Analysis of peptides

We examined the physicochemical properties and amino acid composition of 20 peptides with the highest and the lowest half-lives (Fig 2). It was observed that peptides with long half-lives showed a high frequency of negatively charged (Glu) and small sized residues (Ala, Glu, Ile and Leu). These amino acids might be involved in stabilizing the half-life of peptides. The peptides with a short half-life are enriched in aromatic (Tyr and Phe) and neutral amino acids (Gly, His, Ser and Tyr). Previously, Morozumi et al., 2011 have shown that substitution of Glu with neutral amino acids resulted in lowering of the half-life of analogs of motilin-grehlin chimeric peptides [27]. We studied the distribution of half-life of the peptides with different sequence similarity present in our natural peptide dataset (S1 Fig) and observed that even the substitution of a single or double residue results in changing the half-life of the peptide significantly (S1 Table). The correlations between the half-lives of all 163 natural peptides with amino acid composition and physicochemical properties also show similar patterns (S2 and S3 Tables). It was observed that composition of amino acid Ala (a hydrophobic, non-polar residue) shows highest correlation followed by Glu (a negative charge residue) (S2 Table). In contrast, the composition of Phe (an aromatic residue) shows highest negative correlation with half-life of peptides. Previous studies have also reported lowering of half-life in peptides enriched in aromatic amino acids[3133].

Fig 2. Comparison of the (a) physiochemical properties and (b) amino acid composition of top 20 peptides with the longest and shortest half-life.

Fig 2

Prediction of half-life on the natural dataset

In silico models have been developed on 163 natural peptides, to predict the half-life of peptides using different types of sequence-based features (Table 1).
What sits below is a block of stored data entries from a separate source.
//! Tests for the conditional branch instructions.
//!
//! The offset is a signed byte added to the PC of the following instruction.

use emu6502::{FlatMemory, MemoryBus, CPU};

fn setup_cpu() -> CPU<FlatMemory> {
    let mut cpu = CPU::new(FlatMemory::new());
    cpu.set_pc(0x8000);
    cpu
}

fn run_branch(opcode: u8, offset: u8, configure: impl FnOnce(&mut CPU<FlatMemory>)) -> u16 {
    let mut cpu = setup_cpu();
    configure(&mut cpu);
    cpu.memory_mut().load(0x8000, &[opcode, offset]);
    cpu.step();
    cpu.pc()
}

#[test]
fn test_bcc_taken_forward() {
    assert_eq!(run_branch(0x90, 0x05, |cpu| cpu.set_flag_c(false)), 0x8007);
}

#[test]
fn test_bcc_not_taken() {
    assert_eq!(run_branch(0x90, 0x05, |cpu| cpu.set_flag_c(true)), 0x8002);
}

#[test]
fn test_bcs_taken_backward() {
    // -4 from $8002
    assert_eq!(run_branch(0xB0, 0xFC, |cpu| cpu.set_flag_c(true)), 0x7FFE);
}

#[test]
fn test_bcs_taken_minus_five() {
    assert_eq!(run_branch(0xB0, 0xFB, |cpu| cpu.set_flag_c(true)), 0x7FFD);
}

#[test]
fn test_beq_taken() {
    assert_eq!(run_branch(0xF0, 0x10, |cpu| cpu.set_flag_z(true)), 0x8012);
}

#[test]
fn test_beq_not_taken() {
    assert_eq!(run_branch(0xF0, 0x10, |cpu| cpu.set_flag_z(false)), 0x8002);
}

#[test]
fn test_bne_taken() {
    assert_eq!(run_branch(0xD0, 0x02, |cpu| cpu.set_flag_z(false)), 0x8004);
}

#[test]
fn test_bmi_taken() {
    assert_eq!(run_branch(0x30, 0x7F, |cpu| cpu.set_flag_n(true)), 0x8081);
}

#[test]
fn test_bpl_taken_max_backward() {
    assert_eq!(run_branch(0x10, 0x80, |cpu| cpu.set_flag_n(false)), 0x7F82);
}

#[test]
fn test_bvc_taken() {
    assert_eq!(run_branch(0x50, 0x01, |cpu| cpu.set_flag_v(false)), 0x8003);
}

#[test]
fn test_bvs_taken() {
    assert_eq!(run_branch(0x70, 0x01, |cpu| cpu.set_flag_v(true)), 0x8003);
}

#[test]
fn test_bvs_not_taken() {
    assert_eq!(run_branch(0x70, 0x01, |cpu| cpu.set_flag_v(false)), 0x8002);
}

#[test]
fn test_branch_wraps_address_space() {
    let mut cpu = CPU::new(FlatMemory::new());
    cpu.set_pc(0xFFFC);
    cpu.set_flag_z(true);
    cpu.memory_mut().load(0xFFFC, &[0xF0, 0x05]);

    cpu.step();

    assert_eq!(cpu.pc(), 0x0003);
}

#[test]
fn test_branch_leaves_flags() {
    let mut cpu = setup_cpu();
    cpu.set_status(0xC3);
    cpu.memory_mut().load(0x8000, &[0x30, 0x02]);

    cpu.step();

    assert_eq!(cpu.status(), 0xC3);
}
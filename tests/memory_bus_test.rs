//! Memory bus trait tests
//!
//! Verifies FlatMemory and the provided MemoryBus helpers.

use emu6502::{FlatMemory, MemoryBus, CPU};

#[test]
fn test_flat_memory_initialization() {
    let memory = FlatMemory::new();

    for addr in [0x0000, 0x1234, 0x8000, 0xFFFF].iter() {
        assert_eq!(
            memory.read(*addr),
            0x00,
            "Memory at 0x{:04X} should be initialized to 0",
            addr
        );
    }
}

#[test]
fn test_flat_memory_read_write_round_trip() {
    let mut memory = FlatMemory::new();

    let test_data = [
        (0x0000, 0x01),
        (0x00FF, 0xFF),
        (0x0100, 0x7F),
        (0x1234, 0x42),
        (0x8000, 0xAB),
        (0xFFFF, 0xCD),
    ];

    for &(addr, value) in &test_data {
        memory.write(addr, value);
        assert_eq!(
            memory.read(addr),
            value,
            "Memory at 0x{:04X} should contain 0x{:02X}",
            addr,
            value
        );
    }
}

#[test]
fn test_wide_addresses_truncate_to_sixteen_bits() {
    let mut memory = FlatMemory::new();

    // A caller holding a 32-bit address normalizes by truncation
    let wide_addr: u32 = 0x1_2345;
    memory.write(wide_addr as u16, 0x5A);

    assert_eq!(memory.read(0x2345), 0x5A);
}

#[test]
fn test_wide_values_truncate_to_eight_bits() {
    let mut memory = FlatMemory::new();

    let wide_value: u16 = 0x1FF;
    memory.write(0x0200, wide_value as u8);

    assert_eq!(memory.read(0x0200), 0xFF);
}

#[test]
fn test_read_word_little_endian() {
    let mut memory = FlatMemory::new();
    memory.write(0x3000, 0xCD);
    memory.write(0x3001, 0xAB);

    assert_eq!(memory.read_word(0x3000), 0xABCD);
}

#[test]
fn test_read_word_crosses_page_without_quirk() {
    let mut memory = FlatMemory::new();
    memory.write(0x10FF, 0x34);
    memory.write(0x1100, 0x12);
    memory.write(0x1000, 0xEE);

    assert_eq!(memory.read_word(0x10FF), 0x1234);
}

#[test]
fn test_cpu_peek_poke() {
    let mut cpu = CPU::new(FlatMemory::new());

    cpu.write_memory(0xC000, 0x77);

    assert_eq!(cpu.read_memory(0xC000), 0x77);
    assert_eq!(cpu.memory().read(0xC000), 0x77);
}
The amino acid composition based regression model achieved a maximum Pearson’s correlation coefficient (R) of 0.643 with mean absolute error (MAE) 1.531. The dipeptide composition based model attained R of 0.640 with MAE of 1.539. The atom composition achieved R of 0.532. To analyze the role of the amino acids present at the termini of the sequence, the first five residues of the N-terminus and the 5 residues from the C-terminus were used to develop models. Amino acid composition of N5 reached R of 0.251 with MAE of 2.723 while C5 achieved R of 0.245 with MAE of 2.317. Dipeptide composition of N5 reached R of 0.163 while R of C5 was 0.230. The binary composition of N5 showed R = 0.174 with MAE of 2.515 while C5 reached R = 0.271, MAE being 2.304. To develop structure-based regression models we used 45 selected PaDEL descriptors (S4 Table) and applied various machine-learning techniques. The maximum R of 0.743 with MAE = 1.369 was achieved on SMOreg (Table 2). Performance of the model trained on PaDEL descriptors was also evaluated on the 10% independent dataset. We achieved R of 0.2 with MAE 1.646 and RMSE of 2.11. Detailed description of the features can be obtained from http://www.yapcwsoft.com/dd/padeldescriptor/.

Table 1. Performance of SVM based regression models on various input features on 163 natural peptide dataset.

Features Residues in peptide R MAE RMSE
Amino acid composition All residues 0.643 1.531 2.186
5 N-terminal 0.251 2.723 3.359
5 C-terminal 0.245 2.317 2.825
Dipeptide composition All residues 0.640 1.539 2.196
5 N-terminal 0.163 2.767 3.299
5 C-terminal 0.230 2.378 2.821
Binary pattern 5 N-terminal 0.174 2.515 2.958
5 C-terminal 0.271 2.304 2.786
Atom composition All residues 0.532 1.761 2.426

Table 2. Results of the performance of various machine-learning techniques using 45 selected PaDEL descriptors as input feature on 163 natural peptide dataset.

Methods R MAE RMSE
SVM 0.734 1.503 1.992
SMOreg 0.743 1.369 1.932
Linear Regression 0.696 1.659 2.119
Gaussian Processes 0.561 1.804 2.389
IBk 0.515 1.913 2.789

Prediction of half-life on the modified dataset

On the dataset with 261 sequences containing both modified and natural sequences, we used atom composition and PaDEL descriptors as input features. Atom composition attained R of 0.586 with MAE of 1.756. The 43 selected PaDEL features (S5 Table) achieved a maximum Pearson’s correlation coefficient of 0.692 with MAE = 1.564. The performances of the models of other machine learning techniques are given in Table 3.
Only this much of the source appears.